• [Requirement] Look through the entries for the string "ClockConsumer", and copy each line that holds it.

━━━━━ Provided information ━━━━━

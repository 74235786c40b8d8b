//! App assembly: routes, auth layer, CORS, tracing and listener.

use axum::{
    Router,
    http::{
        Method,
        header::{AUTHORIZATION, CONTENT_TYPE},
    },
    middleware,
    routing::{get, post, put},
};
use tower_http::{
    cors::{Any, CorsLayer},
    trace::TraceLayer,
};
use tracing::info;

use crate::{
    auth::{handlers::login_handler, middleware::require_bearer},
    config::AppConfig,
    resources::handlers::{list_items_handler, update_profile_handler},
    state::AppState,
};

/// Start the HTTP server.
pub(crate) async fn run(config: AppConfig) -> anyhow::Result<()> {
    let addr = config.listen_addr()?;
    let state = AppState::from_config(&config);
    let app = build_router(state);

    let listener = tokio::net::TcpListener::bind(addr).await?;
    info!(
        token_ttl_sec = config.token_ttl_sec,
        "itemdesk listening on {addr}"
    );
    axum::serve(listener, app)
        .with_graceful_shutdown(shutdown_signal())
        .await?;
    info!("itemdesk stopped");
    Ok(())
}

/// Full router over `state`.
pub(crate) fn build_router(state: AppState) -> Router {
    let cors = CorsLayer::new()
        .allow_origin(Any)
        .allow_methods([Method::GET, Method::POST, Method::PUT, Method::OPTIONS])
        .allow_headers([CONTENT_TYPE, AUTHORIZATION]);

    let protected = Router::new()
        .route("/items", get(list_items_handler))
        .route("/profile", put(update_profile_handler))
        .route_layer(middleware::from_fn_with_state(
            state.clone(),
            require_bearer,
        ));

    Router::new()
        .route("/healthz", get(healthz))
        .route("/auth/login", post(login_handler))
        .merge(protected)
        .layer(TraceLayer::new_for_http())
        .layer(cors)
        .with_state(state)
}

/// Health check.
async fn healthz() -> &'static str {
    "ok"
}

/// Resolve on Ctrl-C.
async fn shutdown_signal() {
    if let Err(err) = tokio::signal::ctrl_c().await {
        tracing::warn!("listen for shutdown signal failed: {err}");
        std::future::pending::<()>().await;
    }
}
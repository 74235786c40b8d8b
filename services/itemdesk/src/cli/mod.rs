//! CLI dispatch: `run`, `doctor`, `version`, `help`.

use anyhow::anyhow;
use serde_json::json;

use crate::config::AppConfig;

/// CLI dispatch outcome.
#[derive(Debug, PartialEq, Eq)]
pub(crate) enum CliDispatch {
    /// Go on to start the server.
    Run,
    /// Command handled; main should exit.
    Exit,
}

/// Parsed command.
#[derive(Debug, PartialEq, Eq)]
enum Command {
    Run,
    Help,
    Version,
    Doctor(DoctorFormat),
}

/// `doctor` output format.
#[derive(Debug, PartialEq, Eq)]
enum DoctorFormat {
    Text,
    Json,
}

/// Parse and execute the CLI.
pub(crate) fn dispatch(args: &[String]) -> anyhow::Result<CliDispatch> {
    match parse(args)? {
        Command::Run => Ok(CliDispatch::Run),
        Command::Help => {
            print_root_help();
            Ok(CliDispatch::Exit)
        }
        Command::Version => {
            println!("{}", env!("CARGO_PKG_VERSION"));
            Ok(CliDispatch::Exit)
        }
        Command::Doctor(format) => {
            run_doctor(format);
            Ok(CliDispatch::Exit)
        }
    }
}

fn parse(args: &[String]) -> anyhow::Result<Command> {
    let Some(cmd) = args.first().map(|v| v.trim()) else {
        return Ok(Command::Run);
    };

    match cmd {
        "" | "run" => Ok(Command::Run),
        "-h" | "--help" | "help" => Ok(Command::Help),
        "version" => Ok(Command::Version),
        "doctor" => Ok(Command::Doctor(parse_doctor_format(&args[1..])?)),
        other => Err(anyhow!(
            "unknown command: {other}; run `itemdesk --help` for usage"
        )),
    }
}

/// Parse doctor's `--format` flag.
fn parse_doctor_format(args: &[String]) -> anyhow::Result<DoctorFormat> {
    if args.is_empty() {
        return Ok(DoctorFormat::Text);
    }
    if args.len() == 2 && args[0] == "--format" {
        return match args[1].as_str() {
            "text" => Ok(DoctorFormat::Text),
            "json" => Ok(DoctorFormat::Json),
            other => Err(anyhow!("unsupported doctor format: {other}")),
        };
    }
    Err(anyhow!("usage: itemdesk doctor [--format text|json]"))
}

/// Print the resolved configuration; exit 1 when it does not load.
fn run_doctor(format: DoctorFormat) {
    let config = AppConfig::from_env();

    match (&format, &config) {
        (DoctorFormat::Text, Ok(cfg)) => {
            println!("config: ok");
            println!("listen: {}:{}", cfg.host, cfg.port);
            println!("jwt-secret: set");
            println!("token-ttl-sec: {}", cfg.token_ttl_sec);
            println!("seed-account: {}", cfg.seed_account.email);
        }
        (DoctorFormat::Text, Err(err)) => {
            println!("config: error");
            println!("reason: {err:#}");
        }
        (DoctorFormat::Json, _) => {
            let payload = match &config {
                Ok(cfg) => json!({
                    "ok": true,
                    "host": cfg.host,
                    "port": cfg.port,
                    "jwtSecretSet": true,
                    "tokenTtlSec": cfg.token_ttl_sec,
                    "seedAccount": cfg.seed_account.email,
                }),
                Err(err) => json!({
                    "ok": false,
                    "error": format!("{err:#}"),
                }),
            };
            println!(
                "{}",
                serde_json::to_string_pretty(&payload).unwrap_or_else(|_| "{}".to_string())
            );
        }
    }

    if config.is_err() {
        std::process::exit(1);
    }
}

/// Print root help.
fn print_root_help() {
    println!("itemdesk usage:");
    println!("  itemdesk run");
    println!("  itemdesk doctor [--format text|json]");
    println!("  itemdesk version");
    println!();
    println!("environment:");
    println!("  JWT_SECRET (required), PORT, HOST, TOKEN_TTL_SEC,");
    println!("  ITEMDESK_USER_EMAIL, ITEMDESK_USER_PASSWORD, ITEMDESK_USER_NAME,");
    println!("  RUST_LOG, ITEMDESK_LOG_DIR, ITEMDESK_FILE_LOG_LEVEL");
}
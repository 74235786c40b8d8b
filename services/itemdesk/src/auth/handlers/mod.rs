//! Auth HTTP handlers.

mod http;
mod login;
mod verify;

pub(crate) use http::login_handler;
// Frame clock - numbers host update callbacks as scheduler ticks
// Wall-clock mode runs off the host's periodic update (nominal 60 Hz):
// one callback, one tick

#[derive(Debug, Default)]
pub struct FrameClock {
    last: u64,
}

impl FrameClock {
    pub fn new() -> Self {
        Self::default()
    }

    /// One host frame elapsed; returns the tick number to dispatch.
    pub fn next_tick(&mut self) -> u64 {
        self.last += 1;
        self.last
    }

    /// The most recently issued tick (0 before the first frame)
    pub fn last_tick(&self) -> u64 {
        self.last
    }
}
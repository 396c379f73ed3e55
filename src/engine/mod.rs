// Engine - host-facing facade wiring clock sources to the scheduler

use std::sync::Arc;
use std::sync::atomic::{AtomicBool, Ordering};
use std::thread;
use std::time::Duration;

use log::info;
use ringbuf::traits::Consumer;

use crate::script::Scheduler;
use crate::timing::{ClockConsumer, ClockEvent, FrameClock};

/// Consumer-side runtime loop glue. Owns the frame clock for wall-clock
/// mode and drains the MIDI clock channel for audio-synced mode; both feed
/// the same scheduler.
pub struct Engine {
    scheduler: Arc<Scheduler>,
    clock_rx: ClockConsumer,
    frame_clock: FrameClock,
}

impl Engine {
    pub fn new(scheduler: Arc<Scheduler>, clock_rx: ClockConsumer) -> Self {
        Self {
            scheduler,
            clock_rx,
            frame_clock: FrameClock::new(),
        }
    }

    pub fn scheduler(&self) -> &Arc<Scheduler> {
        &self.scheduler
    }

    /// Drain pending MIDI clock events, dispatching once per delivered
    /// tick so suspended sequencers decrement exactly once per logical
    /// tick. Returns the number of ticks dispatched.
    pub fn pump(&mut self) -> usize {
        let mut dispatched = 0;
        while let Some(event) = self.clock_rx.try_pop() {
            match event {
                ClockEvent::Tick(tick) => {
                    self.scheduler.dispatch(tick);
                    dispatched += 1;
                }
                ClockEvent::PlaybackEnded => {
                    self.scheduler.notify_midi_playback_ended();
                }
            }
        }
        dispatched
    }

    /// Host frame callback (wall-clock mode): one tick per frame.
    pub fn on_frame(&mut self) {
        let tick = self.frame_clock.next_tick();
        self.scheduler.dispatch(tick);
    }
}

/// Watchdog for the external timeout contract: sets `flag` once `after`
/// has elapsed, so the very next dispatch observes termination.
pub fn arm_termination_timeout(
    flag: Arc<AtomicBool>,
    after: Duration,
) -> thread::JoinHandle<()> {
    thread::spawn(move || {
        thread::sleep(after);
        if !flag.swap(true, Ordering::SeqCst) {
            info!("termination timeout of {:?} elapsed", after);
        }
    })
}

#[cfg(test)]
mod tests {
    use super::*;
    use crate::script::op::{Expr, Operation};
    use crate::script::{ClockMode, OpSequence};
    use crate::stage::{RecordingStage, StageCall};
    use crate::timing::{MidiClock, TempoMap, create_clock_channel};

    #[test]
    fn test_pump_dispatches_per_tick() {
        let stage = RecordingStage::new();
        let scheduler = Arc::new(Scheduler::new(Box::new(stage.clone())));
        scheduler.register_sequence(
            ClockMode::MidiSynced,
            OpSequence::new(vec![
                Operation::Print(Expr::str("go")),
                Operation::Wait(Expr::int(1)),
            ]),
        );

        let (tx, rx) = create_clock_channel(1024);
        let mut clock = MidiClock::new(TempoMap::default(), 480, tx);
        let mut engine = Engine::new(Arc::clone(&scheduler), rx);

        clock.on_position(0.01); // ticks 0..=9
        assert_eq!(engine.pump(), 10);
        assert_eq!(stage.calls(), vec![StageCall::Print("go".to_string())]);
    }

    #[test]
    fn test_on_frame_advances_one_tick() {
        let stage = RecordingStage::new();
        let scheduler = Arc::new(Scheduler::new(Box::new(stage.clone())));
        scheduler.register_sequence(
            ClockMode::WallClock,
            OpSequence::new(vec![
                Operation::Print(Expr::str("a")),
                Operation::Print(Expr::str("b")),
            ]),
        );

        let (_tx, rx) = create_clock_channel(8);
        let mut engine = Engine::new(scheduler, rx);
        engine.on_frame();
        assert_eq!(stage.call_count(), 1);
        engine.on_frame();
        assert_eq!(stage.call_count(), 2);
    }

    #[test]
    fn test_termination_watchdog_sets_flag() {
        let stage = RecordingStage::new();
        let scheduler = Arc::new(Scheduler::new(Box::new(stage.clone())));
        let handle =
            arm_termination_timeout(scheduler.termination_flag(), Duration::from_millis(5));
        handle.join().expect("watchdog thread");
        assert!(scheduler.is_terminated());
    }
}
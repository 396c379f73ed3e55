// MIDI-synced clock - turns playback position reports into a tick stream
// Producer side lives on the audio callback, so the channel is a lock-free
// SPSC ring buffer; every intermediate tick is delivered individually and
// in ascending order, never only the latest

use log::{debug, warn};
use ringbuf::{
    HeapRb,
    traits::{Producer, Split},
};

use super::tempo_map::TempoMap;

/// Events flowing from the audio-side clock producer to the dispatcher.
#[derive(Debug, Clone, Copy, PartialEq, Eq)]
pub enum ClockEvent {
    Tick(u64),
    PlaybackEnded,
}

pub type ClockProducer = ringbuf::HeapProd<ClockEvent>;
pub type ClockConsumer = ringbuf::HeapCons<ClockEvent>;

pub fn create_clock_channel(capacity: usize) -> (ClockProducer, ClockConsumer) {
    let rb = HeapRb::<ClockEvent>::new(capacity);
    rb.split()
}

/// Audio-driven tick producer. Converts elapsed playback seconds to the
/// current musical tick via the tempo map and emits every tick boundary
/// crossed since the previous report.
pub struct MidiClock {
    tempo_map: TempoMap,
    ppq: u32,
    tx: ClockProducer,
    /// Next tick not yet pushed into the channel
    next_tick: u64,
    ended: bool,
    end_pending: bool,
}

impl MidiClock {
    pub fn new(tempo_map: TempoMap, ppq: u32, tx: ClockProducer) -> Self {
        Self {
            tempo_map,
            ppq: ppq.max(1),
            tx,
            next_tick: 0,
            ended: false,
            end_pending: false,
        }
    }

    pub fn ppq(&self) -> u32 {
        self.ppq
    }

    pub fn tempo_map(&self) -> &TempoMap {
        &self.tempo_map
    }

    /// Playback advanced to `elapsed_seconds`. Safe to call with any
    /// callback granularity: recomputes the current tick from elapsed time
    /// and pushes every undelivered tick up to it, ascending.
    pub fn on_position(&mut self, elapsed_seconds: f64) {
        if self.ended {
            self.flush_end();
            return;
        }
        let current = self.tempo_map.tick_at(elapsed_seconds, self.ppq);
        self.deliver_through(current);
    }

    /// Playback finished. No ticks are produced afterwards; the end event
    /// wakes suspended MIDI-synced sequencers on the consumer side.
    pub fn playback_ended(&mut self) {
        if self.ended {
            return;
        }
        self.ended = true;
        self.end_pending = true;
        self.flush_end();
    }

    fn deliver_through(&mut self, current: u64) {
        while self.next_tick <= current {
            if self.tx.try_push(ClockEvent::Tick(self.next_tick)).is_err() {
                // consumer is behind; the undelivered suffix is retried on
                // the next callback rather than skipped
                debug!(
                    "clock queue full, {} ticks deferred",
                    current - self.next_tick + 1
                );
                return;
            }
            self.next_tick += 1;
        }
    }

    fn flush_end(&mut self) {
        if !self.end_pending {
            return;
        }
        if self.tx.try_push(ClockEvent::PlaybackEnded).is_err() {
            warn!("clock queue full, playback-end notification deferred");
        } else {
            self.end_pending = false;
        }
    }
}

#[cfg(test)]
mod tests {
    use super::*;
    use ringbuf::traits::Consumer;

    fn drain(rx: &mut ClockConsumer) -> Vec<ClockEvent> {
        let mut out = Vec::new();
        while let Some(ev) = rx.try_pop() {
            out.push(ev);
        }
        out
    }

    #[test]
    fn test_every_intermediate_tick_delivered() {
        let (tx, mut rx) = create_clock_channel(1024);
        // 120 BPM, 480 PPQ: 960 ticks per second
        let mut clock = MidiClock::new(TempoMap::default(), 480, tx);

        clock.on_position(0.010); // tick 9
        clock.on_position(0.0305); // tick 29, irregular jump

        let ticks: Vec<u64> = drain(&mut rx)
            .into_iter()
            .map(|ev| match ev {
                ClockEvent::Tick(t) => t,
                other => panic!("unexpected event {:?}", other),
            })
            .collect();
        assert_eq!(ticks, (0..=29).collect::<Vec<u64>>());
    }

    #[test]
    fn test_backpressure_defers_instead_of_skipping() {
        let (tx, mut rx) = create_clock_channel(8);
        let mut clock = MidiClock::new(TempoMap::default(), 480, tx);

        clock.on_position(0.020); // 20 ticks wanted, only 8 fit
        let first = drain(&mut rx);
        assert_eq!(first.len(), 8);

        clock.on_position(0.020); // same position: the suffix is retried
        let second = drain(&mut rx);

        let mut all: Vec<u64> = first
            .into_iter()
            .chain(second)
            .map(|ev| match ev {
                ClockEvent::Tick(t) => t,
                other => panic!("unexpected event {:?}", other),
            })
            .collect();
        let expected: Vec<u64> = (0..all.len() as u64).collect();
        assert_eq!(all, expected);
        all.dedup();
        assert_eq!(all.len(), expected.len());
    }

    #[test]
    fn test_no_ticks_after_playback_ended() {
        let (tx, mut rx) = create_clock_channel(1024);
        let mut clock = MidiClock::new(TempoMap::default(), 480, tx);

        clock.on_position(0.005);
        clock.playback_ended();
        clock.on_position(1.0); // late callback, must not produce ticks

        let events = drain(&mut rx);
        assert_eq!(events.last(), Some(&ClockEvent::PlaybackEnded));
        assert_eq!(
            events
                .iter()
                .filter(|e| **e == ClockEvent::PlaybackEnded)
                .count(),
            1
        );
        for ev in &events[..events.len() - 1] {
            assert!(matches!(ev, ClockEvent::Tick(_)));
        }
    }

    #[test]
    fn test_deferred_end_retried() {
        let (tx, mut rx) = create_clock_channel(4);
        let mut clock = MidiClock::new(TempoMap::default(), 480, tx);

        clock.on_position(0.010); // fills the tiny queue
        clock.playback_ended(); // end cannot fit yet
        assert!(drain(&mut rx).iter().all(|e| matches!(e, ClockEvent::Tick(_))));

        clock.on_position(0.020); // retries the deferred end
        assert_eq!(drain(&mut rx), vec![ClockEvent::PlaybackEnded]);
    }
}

━━━━━

• [Problem solution]
use crate::timing::{ClockConsumer, ClockEvent, FrameClock};
    clock_rx: ClockConsumer,
    pub fn new(scheduler: Arc<Scheduler>, clock_rx: ClockConsumer) -> Self {
pub type ClockConsumer = ringbuf::HeapCons<ClockEvent>;
pub fn create_clock_channel(capacity: usize) -> (ClockProducer, ClockConsumer) {
    fn drain(rx: &mut ClockConsumer) -> Vec<ClockEvent> {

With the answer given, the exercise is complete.